The Wall Street Journal had an interesting article the other day entitled Waging Health Battles by Fax written by Dr. Benjamin Brewer. Here are the key graphs:
My patient needed his arthritis medication.
The local pharmacy couldn't get approval from his insurance company to fill my prescription for the painkiller Celebrex. They faxed me a form on which to make my case for the drug.
Completing the detailed form is my penance for trying to give a $120-per-month Celebrex prescription instead of a $4 generic. I support treating patients according to the best scientific evidence, including using standardized protocols that can improve quality and often reduce costs. But I've been this man's doctor for 11 years, and I know his medical needs. Over-the-counter acetaminophen and other arthritis products haven't helped him.
Still, his insurer thinks it knows better. And the company puts the burden on me to prove the necessity of my medication choice. The judge is someone who doesn't know my patient's history and who isn't a doctor.
The local pharmacies used to help us with these requests, but they have given up. The overhead burden was too great. There is a battle that goes on behind the walls of the family doctor's office every day. We try to get the medications and tests and referrals that our patients need while also seeing patients who require care. The insurance companies don't mind me taking heat from the patients when they don't get the medication I recommend. And they don't have to worry about the liability that I, as a doctor, face for using cheaper drugs that may put the patient at higher risk of complications.
They want me to incur the overhead and frustration that comes with trying to prove to a non-doctor that I know my patient and what I'm talking about. They want to cut costs, and they don't really care about how it affects my patients or my practice. If they make the process hard enough, they hope I'll just give up. There is even a term in the managed care literature for that kind of deterrence: the "sentinel effect."
A 2001 study showed that a doctor seeing 22 patients a day, averaged one insurance hassle lasting for every four or five patients. More than 40% of hassles were reported as interfering with quality of care, the doctor-patient relationship, or both.
I think the hassle factor has doubled in my practice since 2001. Most patients are minimally aware of the battles we fight daily on their behalf. They wonder why the office gets bogged down or why doctors or office staff don't call back. Sometimes I make it through all the hoops to get patients what they need. Sometimes I don't. I failed to convince a patient's insurance company to approve a stronger, brand-name cholesterol medication, because her triglycerides had remained uncontrolled on a generic medication for only five months, not six.
Next month I'll probably be able to get her what she needed in the first place, but my staff and I will be forced to do all the same paperwork again. Against the rising tide of paperwork, my office had to see 28 patients the day my Celebrex prescription was denied.

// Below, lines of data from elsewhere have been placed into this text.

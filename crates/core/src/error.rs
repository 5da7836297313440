//! Domain error model.

use thiserror::Error;

/// Domain-level error.
///
/// Raised at the edges where untrusted text becomes a typed value.
#[derive(Debug, Error, Clone, PartialEq, Eq)]
pub enum DomainError {
    /// An identifier could not be parsed.
    #[error("invalid identifier: {0}")]
    InvalidId(String),

    /// A value failed validation (e.g. a malformed model name).
    #[error("validation failed: {0}")]
    Validation(String),
}

impl DomainError {
    pub fn invalid_id(msg: impl Into<String>) -> Self {
        Self::InvalidId(msg.into())
    }

    pub fn validation(msg: impl Into<String>) -> Self {
        Self::Validation(msg.into())
    }
}
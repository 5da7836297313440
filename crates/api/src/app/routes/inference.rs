use std::sync::Arc;

use axum::{
    Json,
    body::Bytes,
    extract::{Extension, Path, Query},
    http::{HeaderMap, StatusCode},
    response::IntoResponse,
};

use inferq_infra::InferenceService;
use inferq_infra::jobs::JobStatus;

use crate::app::{dto, errors};

pub async fn list_models(
    Extension(service): Extension<Arc<InferenceService>>,
) -> axum::response::Response {
    match service.list_models() {
        Ok(models) => Json(dto::ModelsResponse { models }).into_response(),
        Err(e) => errors::service_error_to_response(e),
    }
}

/// Queue the request body (raw CSV) for inference with `model_name`.
pub async fn submit_inference(
    Extension(service): Extension<Arc<InferenceService>>,
    Path(model_name): Path<String>,
    headers: HeaderMap,
    body: Bytes,
) -> axum::response::Response {
    if let Err(resp) = dto::check_csv_content_type(&headers) {
        return resp;
    }
    if let Err(resp) = dto::check_csv_body(&body) {
        return resp;
    }

    let job_id = match service.submit(&model_name, &body[..]) {
        Ok(id) => id,
        Err(e) => return errors::service_error_to_response(e),
    };

    (
        StatusCode::ACCEPTED,
        Json(dto::SubmitResponse {
            job_id,
            status: JobStatus::Pending,
            model: model_name,
            message: "CSV uploaded and queued for processing, use job_id to retrieve results"
                .to_string(),
        }),
    )
        .into_response()
}

pub async fn get_result(
    Extension(service): Extension<Arc<InferenceService>>,
    Path(job_id): Path<String>,
) -> axum::response::Response {
    let job_id = match dto::parse_job_id(&job_id) {
        Ok(id) => id,
        Err(resp) => return resp,
    };

    match service.job(job_id) {
        Ok(job) => Json(job).into_response(),
        Err(e) => errors::service_error_to_response(e),
    }
}

pub async fn list_jobs(
    Extension(service): Extension<Arc<InferenceService>>,
    Query(query): Query<dto::ListJobsQuery>,
) -> axum::response::Response {
    match service.jobs(query.status, query.limit()) {
        Ok(jobs) => Json(dto::JobsResponse { jobs }).into_response(),
        Err(e) => errors::service_error_to_response(e),
    }
}
use serde::{Deserialize, Serialize};

use crate::cache::CachedModel;
use crate::dataset::ParsedDataset;
use crate::error::AiError;

/// Output of a completed forecast.
#[derive(Debug, Clone, PartialEq, Serialize, Deserialize)]
pub struct PredictionResult {
    /// Absolute predicted prices, one per horizon step.
    pub predicted_prices: Vec<f64>,
    pub prediction_horizon: usize,
    /// The anchor: last reference price in the dataset.
    pub current_price: f64,
}

/// Convert relative changes into absolute values: `anchor * (1 + r)`.
pub fn to_absolute(anchor: f64, relatives: &[f64]) -> Vec<f64> {
    relatives.iter().map(|r| anchor * (1.0 + r)).collect()
}

/// Run `model` over the trailing window of `dataset`.
///
/// The window length comes from the model config, or `default_window` when the
/// config has none. Fewer retained rows than the window is `InsufficientData`.
pub fn forecast(
    model: &CachedModel,
    dataset: &ParsedDataset,
    default_window: usize,
) -> Result<PredictionResult, AiError> {
    let window = model.config().window_or(default_window);
    let actual = dataset.len();
    if actual < window {
        return Err(AiError::InsufficientData {
            required: window,
            actual,
        });
    }

    let anchor = dataset
        .last_reference()
        .ok_or_else(|| AiError::inference("dataset has no reference prices"))?;
    let relatives = model.model().predict_last(&dataset.features[actual - window..])?;

    Ok(PredictionResult {
        predicted_prices: to_absolute(anchor, &relatives),
        prediction_horizon: model.config().prediction_horizon,
        current_price: anchor,
    })
}
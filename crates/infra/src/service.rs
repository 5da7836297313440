//! The service context: everything a request handler needs, built once at
//! process start and shared by handle.

use std::sync::Arc;

use serde::Serialize;
use tracing::info;

use inferq_ai::{
    AiError, DatasetParser, FsModelStore, ModelCache, ModelConfig, ModelStore,
};
use inferq_core::{DomainError, JobId, ModelName};

use crate::config::ServiceConfig;
use crate::jobs::{
    InMemoryJobStore, InferenceExecutor, Job, JobQueue, JobStats, JobStatus, JobStore,
    JobStoreError, JobWorker, QueueClosed, WorkerState, WorkerStats, job_queue,
};

#[derive(Debug, thiserror::Error)]
pub enum ServiceError {
    #[error("model not found: {name}")]
    ModelNotFound { name: String, available: Vec<String> },

    #[error("job not found: {0}")]
    JobNotFound(JobId),

    #[error("invalid model name: {0}")]
    InvalidModelName(#[source] DomainError),

    #[error("job store error: {0}")]
    Store(#[source] JobStoreError),

    #[error(transparent)]
    Models(#[from] AiError),

    #[error(transparent)]
    QueueClosed(#[from] QueueClosed),
}

impl From<JobStoreError> for ServiceError {
    fn from(err: JobStoreError) -> Self {
        match err {
            JobStoreError::NotFound(id) => ServiceError::JobNotFound(id),
            other => ServiceError::Store(other),
        }
    }
}

/// A model as shown to clients.
#[derive(Debug, Clone, Serialize)]
pub struct ModelInfo {
    pub name: ModelName,
    pub path: String,
    pub config: ModelConfig,
    /// Whether the model is already resident in the cache.
    pub loaded: bool,
}

#[derive(Debug, Clone, Serialize)]
pub struct ServiceStats {
    pub jobs: JobStats,
    pub queue_depth: usize,
    pub worker_state: WorkerState,
    pub worker: WorkerStats,
    pub models_loaded: usize,
}

pub struct InferenceService {
    config: ServiceConfig,
    models: Arc<dyn ModelStore>,
    cache: Arc<ModelCache>,
    store: Arc<dyn JobStore>,
    queue: JobQueue,
    worker: JobWorker,
}

impl InferenceService {
    /// Service over `models` with an in-memory job store. The worker is not
    /// started.
    pub fn new(config: ServiceConfig, models: Arc<dyn ModelStore>) -> Self {
        Self::with_store(config, models, InMemoryJobStore::arc())
    }

    pub fn with_store(
        config: ServiceConfig,
        models: Arc<dyn ModelStore>,
        store: Arc<dyn JobStore>,
    ) -> Self {
        let cache = Arc::new(ModelCache::new(models.clone(), config.device));
        let executor = InferenceExecutor::new(
            cache.clone(),
            DatasetParser::new(config.dataset.clone()),
            config.window,
        );
        let (queue, receiver) = job_queue();
        let worker = JobWorker::new(config.worker.clone(), store.clone(), executor, receiver);

        Self {
            config,
            models,
            cache,
            store,
            queue,
            worker,
        }
    }

    /// Service over the checkpoint directory named in `config`.
    pub fn open(config: ServiceConfig) -> Result<Self, ServiceError> {
        let models = FsModelStore::open(config.models_dir.clone())?;
        info!(
            models_dir = %models.dir().display(),
            device = %config.device,
            "model store opened"
        );
        Ok(Self::new(config, Arc::new(models)))
    }

    pub fn config(&self) -> &ServiceConfig {
        &self.config
    }

    /// Start the background worker. Must be called inside a tokio runtime.
    pub fn start_worker(&self) -> bool {
        self.worker.start()
    }

    pub async fn stop_worker(&self) {
        self.worker.stop().await;
    }

    pub fn worker_state(&self) -> WorkerState {
        self.worker.state()
    }

    /// Create a pending job for `model` and queue it. Returns immediately.
    ///
    /// Rejects invalid names and names the model store does not know.
    pub fn submit(&self, model: &str, payload: impl Into<Arc<[u8]>>) -> Result<JobId, ServiceError> {
        let name = ModelName::parse(model).map_err(ServiceError::InvalidModelName)?;
        if !self.models.contains(&name)? {
            let available = self
                .models
                .list()?
                .into_iter()
                .map(|m| m.name.to_string())
                .collect();
            return Err(ServiceError::ModelNotFound {
                name: name.to_string(),
                available,
            });
        }

        let job_id = self.store.create(name.clone(), payload.into())?;
        self.queue.enqueue(job_id)?;
        info!(job_id = %job_id, model = %name, "job submitted");
        Ok(job_id)
    }

    /// Current snapshot of a job.
    pub fn job(&self, job_id: JobId) -> Result<Job, ServiceError> {
        Ok(self.store.get(job_id)?)
    }

    /// Jobs in submission order, optionally filtered by status.
    pub fn jobs(&self, status: Option<JobStatus>, limit: usize) -> Result<Vec<Job>, ServiceError> {
        Ok(self.store.list(status, limit)?)
    }

    pub fn list_models(&self) -> Result<Vec<ModelInfo>, ServiceError> {
        Ok(self
            .models
            .list()?
            .into_iter()
            .map(|m| ModelInfo {
                loaded: self.cache.is_loaded(&m.name),
                name: m.name,
                path: m.path,
                config: m.config,
            })
            .collect())
    }

    pub fn stats(&self) -> Result<ServiceStats, ServiceError> {
        Ok(ServiceStats {
            jobs: self.store.stats()?,
            queue_depth: self.queue.depth(),
            worker_state: self.worker.state(),
            worker: self.worker.stats(),
            models_loaded: self.cache.len(),
        })
    }
}

impl std::fmt::Debug for InferenceService {
    fn fmt(&self, f: &mut std::fmt::Formatter<'_>) -> std::fmt::Result {
        f.debug_struct("InferenceService")
            .field("config", &self.config)
            .field("worker", &self.worker)
            .finish_non_exhaustive()
    }
}
//! Tracing subscriber initialization.
//!
//! Filtering comes from `RUST_LOG` (default `info`). Output is JSON unless
//! `INFERQ_LOG_FORMAT=pretty`.

use tracing_subscriber::EnvFilter;

pub const ENV_LOG_FORMAT: &str = "INFERQ_LOG_FORMAT";

#[derive(Debug, Clone, Copy, PartialEq, Eq, Default)]
pub enum LogFormat {
    #[default]
    Json,
    Pretty,
}

impl LogFormat {
    pub fn from_env() -> Self {
        std::env::var(ENV_LOG_FORMAT)
            .map(|v| Self::parse(&v))
            .unwrap_or_default()
    }

    /// Unknown values fall back to JSON.
    pub fn parse(value: &str) -> Self {
        match value.trim().to_ascii_lowercase().as_str() {
            "pretty" | "text" => LogFormat::Pretty,
            _ => LogFormat::Json,
        }
    }
}

/// Install the global subscriber. Later calls are no-ops.
pub fn init(format: LogFormat) {
    let filter = EnvFilter::try_from_default_env().unwrap_or_else(|_| EnvFilter::new("info"));

    let builder = tracing_subscriber::fmt()
        .with_env_filter(filter)
        .with_timer(tracing_subscriber::fmt::time::SystemTime);

    let _ = match format {
        LogFormat::Json => builder.json().with_target(false).try_init(),
        LogFormat::Pretty => builder.pretty().try_init(),
    };
}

Dr. Brewer is spot on. We end up fielding about 2-3 requests per day for the denial of the optimum medication for patients in favor of cheaper generic medications. Oft times, the generics are not the therapeutic equivalents of the drug that was originally prescribed, and sometimes it happens that patients will be well controlled on their current regimen and then suddenly, coverage is denied, and they are forced to take a generic.
The worst problem is the substitution of a non-equivalent generic drug increases the patient's disease burden.
Thus every minute that the patient has suboptimal control of a treated parameter, the end organs affected by the lack of control are adversely affected. Who will bear the responsibility for this? In the end it is the patient who suffers, and the physician who bears the responsibility for rolling over and compromising his best medical judgment to save money for an insurance company.